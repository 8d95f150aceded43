//! Domain types for the TileGrid state store.
//!
//! These types represent projects, pipeline stages, per-stage tile tables,
//! task definitions and executions, and workers. All types are serializable
//! to/from JSON for storage in redb tables.

use serde::{Deserialize, Serialize};

use tilegrid_core::ArgumentToken;

pub type ProjectId = String;
pub type StageId = String;
pub type TaskId = String;
pub type ExecutionId = String;
pub type WorkerId = String;

// ── Project ───────────────────────────────────────────────────────

/// Root of a stage dependency graph; owns the source tile set.
#[derive(Debug, Clone, Serialize, Deserialize, PartialEq)]
pub struct Project {
    pub id: ProjectId,
    pub name: String,
    pub root_path: String,
    /// Optional rectangular region; tiles outside it never enter depth-1 stages.
    #[serde(default)]
    pub region: RegionBounds,
    /// z-plane indices excluded from Z adjacency search.
    #[serde(default)]
    pub skip_planes: Vec<i64>,
    pub is_processing: bool,
    pub created_at: u64,
    pub updated_at: u64,
}

/// Per-axis lattice bounds. `None` leaves that side unbounded.
#[derive(Debug, Clone, Copy, Default, Serialize, Deserialize, PartialEq, Eq)]
pub struct RegionBounds {
    pub x_min: Option<i64>,
    pub x_max: Option<i64>,
    pub y_min: Option<i64>,
    pub y_max: Option<i64>,
    pub z_min: Option<i64>,
    pub z_max: Option<i64>,
}

impl RegionBounds {
    /// True when every defined bound admits the position.
    pub fn contains(&self, p: &Lattice) -> bool {
        within(p.x, self.x_min, self.x_max)
            && within(p.y, self.y_min, self.y_max)
            && within(p.z, self.z_min, self.z_max)
    }

    pub fn is_unbounded(&self) -> bool {
        *self == RegionBounds::default()
    }
}

fn within(v: i64, min: Option<i64>, max: Option<i64>) -> bool {
    min.is_none_or(|m| v >= m) && max.is_none_or(|m| v <= m)
}

// ── Pipeline stage ────────────────────────────────────────────────

/// Algorithm a stage runs to derive its tile set from its input.
#[derive(Debug, Clone, Copy, PartialEq, Eq, Hash, Serialize, Deserialize)]
#[serde(rename_all = "snake_case")]
pub enum StageFunction {
    MapTile,
    XAdjacent,
    YAdjacent,
    ZAdjacent,
    DashboardRefresh,
}

#[derive(Debug, Clone, Serialize, Deserialize, PartialEq)]
pub struct PipelineStage {
    pub id: StageId,
    pub project_id: ProjectId,
    pub name: String,
    pub task_id: TaskId,
    pub function_type: StageFunction,
    /// `None` means the stage consumes the project's own tile set.
    pub previous_stage_id: Option<StageId>,
    pub depth: u32,
    pub dst_path: String,
    pub is_processing: bool,
    pub created_at: u64,
    pub updated_at: u64,
}

impl PipelineStage {
    /// Owner id of the tile table this stage reads from.
    pub fn input_owner(&self) -> &str {
        self.previous_stage_id.as_deref().unwrap_or(&self.project_id)
    }

    /// Depth-1 stages read the project tile set directly.
    pub fn is_root_adjacent(&self) -> bool {
        self.previous_stage_id.is_none()
    }
}

// ── Tiles ─────────────────────────────────────────────────────────

/// Integer lattice position (or step) of a tile.
#[derive(Debug, Clone, Copy, Default, PartialEq, Eq, Hash, Serialize, Deserialize)]
pub struct Lattice {
    pub x: i64,
    pub y: i64,
    pub z: i64,
}

impl Lattice {
    pub const fn new(x: i64, y: i64, z: i64) -> Self {
        Self { x, y, z }
    }
}

/// Per-stage tile status.
///
/// `DoesNotExist` through `Complete` are ordered by progress; `Failed` and
/// `Canceled` are terminal and sit outside that order.
#[derive(Debug, Clone, Copy, PartialEq, Eq, Hash, Serialize, Deserialize)]
#[serde(rename_all = "snake_case")]
pub enum TileStatus {
    DoesNotExist,
    Incomplete,
    Queued,
    Processing,
    Complete,
    Failed,
    Canceled,
}

impl TileStatus {
    pub const ALL: [TileStatus; 7] = [
        TileStatus::DoesNotExist,
        TileStatus::Incomplete,
        TileStatus::Queued,
        TileStatus::Processing,
        TileStatus::Complete,
        TileStatus::Failed,
        TileStatus::Canceled,
    ];

    pub const fn ordinal(self) -> u8 {
        match self {
            TileStatus::DoesNotExist => 0,
            TileStatus::Incomplete => 1,
            TileStatus::Queued => 2,
            TileStatus::Processing => 3,
            TileStatus::Complete => 4,
            TileStatus::Failed => 5,
            TileStatus::Canceled => 6,
        }
    }

    pub fn from_ordinal(value: u8) -> Option<Self> {
        Self::ALL.get(usize::from(value)).copied()
    }
}

/// One row of a stage (or project) tile table, keyed by `relative_path`.
#[derive(Debug, Clone, Serialize, Deserialize, PartialEq)]
pub struct Tile {
    pub relative_path: String,
    pub tile_name: String,
    pub position: Lattice,
    pub step: Lattice,
    pub this_stage_status: TileStatus,
    /// Mirror of the upstream status for the same key. `None` on project tiles.
    pub prev_stage_status: Option<TileStatus>,
    pub created_at: u64,
    pub updated_at: u64,
}

/// Resolved spatial neighbor of a tile in a comparison stage.
#[derive(Debug, Clone, Serialize, Deserialize, PartialEq, Eq)]
pub struct AdjacentTileLink {
    pub relative_path: String,
    pub adjacent_relative_path: String,
    pub adjacent_tile_name: String,
    pub adjacent_position: Lattice,
}

/// Tile queued for dispatch at a stage.
#[derive(Debug, Clone, Serialize, Deserialize, PartialEq, Eq)]
pub struct ToProcessEntry {
    pub relative_path: String,
    pub queued_at: u64,
}

/// Tile dispatched to a worker and not yet reported complete.
#[derive(Debug, Clone, Serialize, Deserialize, PartialEq, Eq)]
pub struct InProcessEntry {
    pub relative_path: String,
    pub worker_id: WorkerId,
    pub execution_id: ExecutionId,
    pub remote_execution_id: Option<String>,
    pub last_seen: u64,
}

/// Selection over a tile table. Unset fields match everything.
#[derive(Debug, Clone, Default, PartialEq, Eq)]
pub struct TileFilter {
    pub this_stage_status: Option<TileStatus>,
    pub prev_stage_status: Option<TileStatus>,
    pub z_planes: Option<Vec<i64>>,
}

impl TileFilter {
    pub fn all() -> Self {
        Self::default()
    }

    pub fn with_status(mut self, status: TileStatus) -> Self {
        self.this_stage_status = Some(status);
        self
    }

    pub fn with_prev_status(mut self, status: TileStatus) -> Self {
        self.prev_stage_status = Some(status);
        self
    }

    pub fn in_planes(mut self, planes: Vec<i64>) -> Self {
        self.z_planes = Some(planes);
        self
    }

    pub fn matches(&self, tile: &Tile) -> bool {
        self.this_stage_status
            .is_none_or(|s| tile.this_stage_status == s)
            && self
                .prev_stage_status
                .is_none_or(|s| tile.prev_stage_status == Some(s))
            && self
                .z_planes
                .as_ref()
                .is_none_or(|planes| planes.contains(&tile.position.z))
    }
}

/// Tile counts per status for one stage.
#[derive(Debug, Clone, Copy, Default, PartialEq, Eq, Serialize, Deserialize)]
pub struct TileStatusCounts {
    pub does_not_exist: u64,
    pub incomplete: u64,
    pub queued: u64,
    pub processing: u64,
    pub complete: u64,
    pub failed: u64,
    pub canceled: u64,
}

impl TileStatusCounts {
    pub fn record(&mut self, status: TileStatus) {
        let slot = match status {
            TileStatus::DoesNotExist => &mut self.does_not_exist,
            TileStatus::Incomplete => &mut self.incomplete,
            TileStatus::Queued => &mut self.queued,
            TileStatus::Processing => &mut self.processing,
            TileStatus::Complete => &mut self.complete,
            TileStatus::Failed => &mut self.failed,
            TileStatus::Canceled => &mut self.canceled,
        };
        *slot += 1;
    }

    pub fn get(&self, status: TileStatus) -> u64 {
        match status {
            TileStatus::DoesNotExist => self.does_not_exist,
            TileStatus::Incomplete => self.incomplete,
            TileStatus::Queued => self.queued,
            TileStatus::Processing => self.processing,
            TileStatus::Complete => self.complete,
            TileStatus::Failed => self.failed,
            TileStatus::Canceled => self.canceled,
        }
    }

    pub fn total(&self) -> u64 {
        TileStatus::ALL.iter().map(|s| self.get(*s)).sum()
    }
}

// ── Tasks ─────────────────────────────────────────────────────────

/// Script a stage runs once per tile.
#[derive(Debug, Clone, Serialize, Deserialize, PartialEq)]
pub struct TaskDefinition {
    pub id: TaskId,
    pub name: String,
    pub script: String,
    /// e.g. `python3`; `None` executes the script directly.
    pub interpreter: Option<String>,
    pub args: Vec<ArgumentToken>,
    pub expected_exit_code: i32,
    pub local_work_units: f64,
    pub cluster_work_units: f64,
}

impl TaskDefinition {
    /// Work units one run costs on the given worker class.
    pub fn work_units(&self, cluster: bool) -> f64 {
        if cluster {
            self.cluster_work_units
        } else {
            self.local_work_units
        }
    }
}

#[derive(Debug, Clone, Copy, PartialEq, Eq, Serialize, Deserialize)]
#[serde(rename_all = "snake_case")]
pub enum ExecutionStatus {
    Initializing,
    Running,
    Completed,
    Zombie,
    Orphaned,
}

#[derive(Debug, Clone, Copy, PartialEq, Eq, Serialize, Deserialize)]
#[serde(rename_all = "snake_case")]
pub enum CompletionResult {
    Incomplete,
    Cancel,
    Success,
    Error,
    Resubmitted,
}

/// Input for recording a new execution before it is sent to a worker.
#[derive(Debug, Clone, PartialEq)]
pub struct ExecutionStart {
    pub id: ExecutionId,
    pub tile_relative_path: String,
    pub resolved_args: Vec<String>,
    pub log_file: String,
}

/// One concrete run of a task against one tile on one worker.
#[derive(Debug, Clone, Serialize, Deserialize, PartialEq)]
pub struct TaskExecution {
    pub id: ExecutionId,
    pub stage_id: StageId,
    pub task_id: TaskId,
    pub worker_id: WorkerId,
    pub tile_relative_path: String,
    pub remote_execution_id: Option<String>,
    pub resolved_script: String,
    pub resolved_interpreter: Option<String>,
    pub resolved_args: Vec<String>,
    pub expected_exit_code: i32,
    pub is_cluster: bool,
    /// Cost charged against the worker while this execution runs.
    pub work_units: f64,
    pub log_file: String,
    pub execution_status: ExecutionStatus,
    pub completion_result: CompletionResult,
    pub exit_code: Option<i32>,
    pub queued_at: u64,
    pub started_at: Option<u64>,
    pub completed_at: Option<u64>,
    pub max_memory_mb: Option<f64>,
    pub max_cpu_percent: Option<f64>,
}

// ── Workers ───────────────────────────────────────────────────────

/// A remote compute worker. Load is runtime state and not persisted here.
#[derive(Debug, Clone, Serialize, Deserialize, PartialEq)]
pub struct WorkerInfo {
    pub id: WorkerId,
    pub address: String,
    pub port: u16,
    pub local_work_capacity: f64,
    pub cluster_work_capacity: f64,
    pub is_in_scheduler_pool: bool,
    pub is_cluster_proxy: bool,
    pub updated_at: u64,
}

impl WorkerInfo {
    /// Capacity of the class this worker dispatches to.
    pub fn work_capacity(&self) -> f64 {
        if self.is_cluster_proxy {
            self.cluster_work_capacity
        } else {
            self.local_work_capacity
        }
    }

    pub fn endpoint(&self) -> String {
        format!("{}:{}", self.address, self.port)
    }
}

/// Build the composite key for a per-owner table row.
pub fn owner_key(owner_id: &str, relative_path: &str) -> String {
    format!("{owner_id}|{relative_path}")
}

/// Key prefix covering every row of one owner.
pub fn owner_prefix(owner_id: &str) -> String {
    format!("{owner_id}|")
}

◆ To do
Of all the entries above, output exactly the lines between the one holding "within(p.y, self.y_min, self.y_max)" and the one holding "are ordered by", inclusive.

◆ Reply to the exercise
            && within(p.y, self.y_min, self.y_max)
            && within(p.z, self.z_min, self.z_max)
    }

    pub fn is_unbounded(&self) -> bool {
        *self == RegionBounds::default()
    }
}

fn within(v: i64, min: Option<i64>, max: Option<i64>) -> bool {
    min.is_none_or(|m| v >= m) && max.is_none_or(|m| v <= m)
}

// ── Pipeline stage ────────────────────────────────────────────────

/// Algorithm a stage runs to derive its tile set from its input.
#[derive(Debug, Clone, Copy, PartialEq, Eq, Hash, Serialize, Deserialize)]
#[serde(rename_all = "snake_case")]
pub enum StageFunction {
    MapTile,
    XAdjacent,
    YAdjacent,
    ZAdjacent,
    DashboardRefresh,
}

#[derive(Debug, Clone, Serialize, Deserialize, PartialEq)]
pub struct PipelineStage {
    pub id: StageId,
    pub project_id: ProjectId,
    pub name: String,
    pub task_id: TaskId,
    pub function_type: StageFunction,
    /// `None` means the stage consumes the project's own tile set.
    pub previous_stage_id: Option<StageId>,
    pub depth: u32,
    pub dst_path: String,
    pub is_processing: bool,
    pub created_at: u64,
    pub updated_at: u64,
}

impl PipelineStage {
    /// Owner id of the tile table this stage reads from.
    pub fn input_owner(&self) -> &str {
        self.previous_stage_id.as_deref().unwrap_or(&self.project_id)
    }

    /// Depth-1 stages read the project tile set directly.
    pub fn is_root_adjacent(&self) -> bool {
        self.previous_stage_id.is_none()
    }
}

// ── Tiles ─────────────────────────────────────────────────────────

/// Integer lattice position (or step) of a tile.
#[derive(Debug, Clone, Copy, Default, PartialEq, Eq, Hash, Serialize, Deserialize)]
pub struct Lattice {
    pub x: i64,
    pub y: i64,
    pub z: i64,
}

impl Lattice {
    pub const fn new(x: i64, y: i64, z: i64) -> Self {
        Self { x, y, z }
    }
}

/// Per-stage tile status.
///
/// `DoesNotExist` through `Complete` are ordered by progress; `Failed` and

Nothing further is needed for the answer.